Mlliyet Milliyet Blog Milliyet Blog
 
Facebook Connect
Blog Kategorileri
 

24 Ekim '09

 
Kategori
Özel Günler
 

Kızıma

Kızıma
 

Canım kızım,

25 Ekim 1995 ailemize katıldığın, hayatımıza anlam kattığın gün... Dünyaya geleceğini öğrendiğimizdeki heyecanı ve mutluluğu anlatmama kelimeler yetmez. Daha ilk günden itibaren baban da ben de seni hayallerimizde canlandırmaya başlamıştık.... Kız mı yoksa erkek mi olacak? nasıl bir bebek olacak? Sağlıklı, güzel bir kızımız olmasını istemiştik... Allah dualarımızı kabul etti ve hayal ettiğimizden de güzel bir bebeğimiz oldu.. Tabiki, hayallerimiz devam ediyordu... Yürümeyi öğrenip önümüzde pıtır pıtır koşacağın günleri, ilk kelimelerini gözümüzde canlandırmaya çalışıyorduk....

Çok mutlu, güleçyüzlü ve çok hareketli bir bebektin... Evde bizden saklanıp ta seni aradığımızda ve bulduğumuzda nasıl mutlu oluyordun... Senin için oyun olan saklanmayı evin dışında da yapmaya (markette, parkta) devam ettiğinde bunun tehlikeli olduğunu sana çok zor anlatabilmiştik...
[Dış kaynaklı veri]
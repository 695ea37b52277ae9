//! The length-prefixed frame protocol the daemon and a worker speak over
//! their dedicated socket pair.
//!
//! Framing mirrors the wire framer's style: pure functions over a buffer,
//! reporting back whether a frame is fully available yet.

// ----------

use bytes::{Buf, BufMut, BytesMut};

use crate::ImplError;

// --------------------------------------------------------------------------------
// --------------------------------------------------------------------------------

const TYPE_REQUEST: u8 = 0x01;
const TYPE_RESPONSE: u8 = 0x02;
const TYPE_UPGRADE_HANDOFF: u8 = 0x03;
const TYPE_LOG: u8 = 0x04;
const TYPE_SHUTDOWN: u8 = 0x05;
const TYPE_READY: u8 = 0x06;
const TYPE_HEARTBEAT: u8 = 0x07;

// --------------------------------------------------
// RequestMeta / ResponseFlags

/// The trailing meta block a `REQUEST` frame carries alongside the raw wire
/// bytes.
#[derive(Debug, Clone, PartialEq, Eq)]
pub struct RequestMeta {
	pub remote_addr: String,
	pub is_tls: bool,
	pub arrival_millis: u64,
}

/// The trailing flags a `RESPONSE` frame carries alongside the raw wire
/// bytes.
#[derive(Debug, Clone, Copy, PartialEq, Eq)]
pub struct ResponseFlags {
	pub keep_alive: bool,
	pub did_upgrade: bool,
}

// --------------------------------------------------
// ControlFrame

#[derive(Debug, Clone, PartialEq, Eq)]
pub enum ControlFrame {
	Request { bytes: Vec<u8>, meta: RequestMeta },
	Response { bytes: Vec<u8>, flags: ResponseFlags },
	UpgradeHandoff,
	Log(String),
	Shutdown,
	Ready,
	Heartbeat,
}

impl ControlFrame {
	fn type_byte(&self) -> u8 {
		match self {
			Self::Request { .. } => TYPE_REQUEST,
			Self::Response { .. } => TYPE_RESPONSE,
			Self::UpgradeHandoff => TYPE_UPGRADE_HANDOFF,
			Self::Log(_) => TYPE_LOG,
			Self::Shutdown => TYPE_SHUTDOWN,
			Self::Ready => TYPE_READY,
			Self::Heartbeat => TYPE_HEARTBEAT,
		}
	}

	/// Encodes this frame as `<u32 length><u8 type><payload>`, `length`
	/// covering the type byte and payload but not itself.
	pub fn encode(&self) -> BytesMut {
		let mut payload = BytesMut::new();

		match self {
			Self::Request { bytes, meta } => {
				payload.put_u32(bytes.len() as u32);
				payload.put_slice(bytes);
				payload.put_u16(meta.remote_addr.len() as u16);
				payload.put_slice(meta.remote_addr.as_bytes());
				payload.put_u8(meta.is_tls as u8);
				payload.put_u64(meta.arrival_millis);
			}
			Self::Response { bytes, flags } => {
				payload.put_u32(bytes.len() as u32);
				payload.put_slice(bytes);
				payload.put_u8(flags.keep_alive as u8);
				payload.put_u8(flags.did_upgrade as u8);
			}
			Self::Log(line) => payload.put_slice(line.as_bytes()),
			Self::UpgradeHandoff | Self::Shutdown | Self::Ready | Self::Heartbeat => {}
		}

		let mut out = BytesMut::with_capacity(payload.len() + 5);
		out.put_u32((payload.len() + 1) as u32);
		out.put_u8(self.type_byte());
		out.put_slice(&payload);

		out
	}
}

// --------------------------------------------------
// Parsing

pub enum FrameOutcome {
	Incomplete,
	Complete { consumed: usize, frame: ControlFrame },
	Invalid(ControlFrameError),
}

#[derive(Debug, Clone, Copy, PartialEq, Eq, ImplError)]
pub enum ControlFrameError {
	#[error("unknown control frame type {0:#x}")]
	UnknownType(u8),
	#[error("malformed request meta block")]
	MalformedRequestMeta,
	#[error("malformed response flags")]
	MalformedResponseFlags,
	#[error("non-UTF-8 log line")]
	MalformedLog,
}

/// Decodes one frame from the front of `buf`, following the same
/// incomplete/complete/invalid shape as [`serverino_core::http::try_parse_request`].
pub fn try_parse_frame(buf: &[u8]) -> FrameOutcome {
	if buf.len() < 4 {
		return FrameOutcome::Incomplete;
	}

	let mut length_bytes = [0u8; 4];
	length_bytes.copy_from_slice(&buf[..4]);
	let body_len = u32::from_be_bytes(length_bytes) as usize;

	if buf.len() < 4 + body_len {
		return FrameOutcome::Incomplete;
	}

	if body_len == 0 {
		return FrameOutcome::Invalid(ControlFrameError::UnknownType(0));
	}

	let mut body = &buf[4..4 + body_len];
	let frame_type = body[0];
	body = &body[1..];

	let frame = match frame_type {
		TYPE_REQUEST => match parse_request_payload(body) {
			Some(frame) => frame,
			None => return FrameOutcome::Invalid(ControlFrameError::MalformedRequestMeta),
		},
		TYPE_RESPONSE => match parse_response_payload(body) {
			Some(frame) => frame,
			None => return FrameOutcome::Invalid(ControlFrameError::MalformedResponseFlags),
		},
		TYPE_UPGRADE_HANDOFF => ControlFrame::UpgradeHandoff,
		TYPE_LOG => match std::str::from_utf8(body) {
			Ok(line) => ControlFrame::Log(line.to_owned()),
			Err(_) => return FrameOutcome::Invalid(ControlFrameError::MalformedLog),
		},
		TYPE_SHUTDOWN => ControlFrame::Shutdown,
		TYPE_READY => ControlFrame::Ready,
		TYPE_HEARTBEAT => ControlFrame::Heartbeat,
		other => return FrameOutcome::Invalid(ControlFrameError::UnknownType(other)),
	};

	FrameOutcome::Complete {
		consumed: 4 + body_len,
		frame,
	}
}

fn parse_request_payload(mut body: &[u8]) -> Option<ControlFrame> {
	if body.remaining() < 4 {
		return None;
	}
	let request_len = body.get_u32() as usize;
	if body.remaining() < request_len {
		return None;
	}
	let bytes = body[..request_len].to_vec();
	body.advance(request_len);

	if body.remaining() < 2 {
		return None;
	}
	let addr_len = body.get_u16() as usize;
	if body.remaining() < addr_len {
		return None;
	}
	let remote_addr = std::str::from_utf8(&body[..addr_len]).ok()?.to_owned();
	body.advance(addr_len);

	if body.remaining() < 9 {
		return None;
	}
	let is_tls = body.get_u8() != 0;
	let arrival_millis = body.get_u64();

	Some(ControlFrame::Request {
		bytes,
		meta: RequestMeta {
			remote_addr,
			is_tls,
			arrival_millis,
		},
	})
}

fn parse_response_payload(mut body: &[u8]) -> Option<ControlFrame> {
	if body.remaining() < 4 {
		return None;
	}
	let response_len = body.get_u32() as usize;
	if body.remaining() < response_len {
		return None;
	}
	let bytes = body[..response_len].to_vec();
	body.advance(response_len);

	if body.remaining() < 2 {
		return None;
	}
	let keep_alive = body.get_u8() != 0;
	let did_upgrade = body.get_u8() != 0;

	Some(ControlFrame::Response {
		bytes,
		flags: ResponseFlags { keep_alive, did_upgrade },
	})
}

// --------------------------------------------------------------------------------
// --------------------------------------------------------------------------------

#[cfg(test)]
mod tests {
	use super::*;

	#[test]
	fn round_trips_a_request_frame() {
		let frame = ControlFrame::Request {
			bytes: b"GET / HTTP/1.1\r\n\r\n".to_vec(),
			meta: RequestMeta {
				remote_addr: "127.0.0.1:9001".to_owned(),
				is_tls: false,
				arrival_millis: 123,
			},
		};

		let encoded = frame.encode();
		match try_parse_frame(&encoded) {
			FrameOutcome::Complete { consumed, frame: decoded } => {
				assert_eq!(consumed, encoded.len());
				assert_eq!(decoded, frame);
			}
			_ => panic!("expected a complete frame"),
		}
	}

	#[test]
	fn round_trips_a_response_frame() {
		let frame = ControlFrame::Response {
			bytes: b"HTTP/1.1 200 OK\r\n\r\n".to_vec(),
			flags: ResponseFlags {
				keep_alive: true,
				did_upgrade: false,
			},
		};

		let encoded = frame.encode();
		match try_parse_frame(&encoded) {
			FrameOutcome::Complete { frame: decoded, .. } => assert_eq!(decoded, frame),
			_ => panic!("expected a complete frame"),
		}
	}

	#[test]
	fn reports_incomplete_for_a_partial_buffer() {
		let frame = ControlFrame::Ready;
		let encoded = frame.encode();

		assert!(matches!(try_parse_frame(&encoded[..encoded.len() - 1]), FrameOutcome::Incomplete));
	}

	#[test]
	fn shutdown_ready_and_heartbeat_round_trip_with_empty_payloads() {
		for frame in [ControlFrame::Shutdown, ControlFrame::Ready, ControlFrame::Heartbeat] {
			let encoded = frame.encode();
			match try_parse_frame(&encoded) {
				FrameOutcome::Complete { consumed, frame: decoded } => {
					assert_eq!(consumed, encoded.len());
					assert_eq!(decoded, frame);
				}
				_ => panic!("expected a complete frame"),
			}
		}
	}

	#[test]
	fn unknown_type_byte_is_invalid() {
		let mut buf = BytesMut::new();
		buf.put_u32(1);
		buf.put_u8(0xEE);

		assert!(matches!(try_parse_frame(&buf), FrameOutcome::Invalid(ControlFrameError::UnknownType(0xEE))));
	}
}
Sen büyürken tek üzüntüm her an yanında olamayışımdı. İlk yıllarında tecrübeleriyle, sevgisiyle seni büyüten bakan babannen olunca hiç gözüm arkada kalmıyordu ancak seni özlemem, her anında yanında olamayışım bugün bile aklıma geldikçe beni üzer, içimi acıtır.... Çalışıyor olmaktan sadece bu nedenle pişmanlık duymuştum... Her çalışan anne ve bebeğinin yaşadığı zorlukları biz de çok yoğun bir şekilde yaşamıştık...

Kreş, anaokulu derken zaman öyle çabuk geçti ki ilkokula başladığın gün kalbim gurur, sevgi, mutluluk ve az da olsa endişe gibi karmaşık pek çok tarif edemeyeceğim duygularla dopdoluydu... Bu duygularım o günden sonra da hep devam etti, 23 Nisan törenlerinde, çeşitli kutlamalarda, etkinliklerde seni izlerken ya da herhangi bir başarını benimle paylaşırken, senin heyecanına, mutluluğuna ortak olurken gözyaşlarımı tutamazdım...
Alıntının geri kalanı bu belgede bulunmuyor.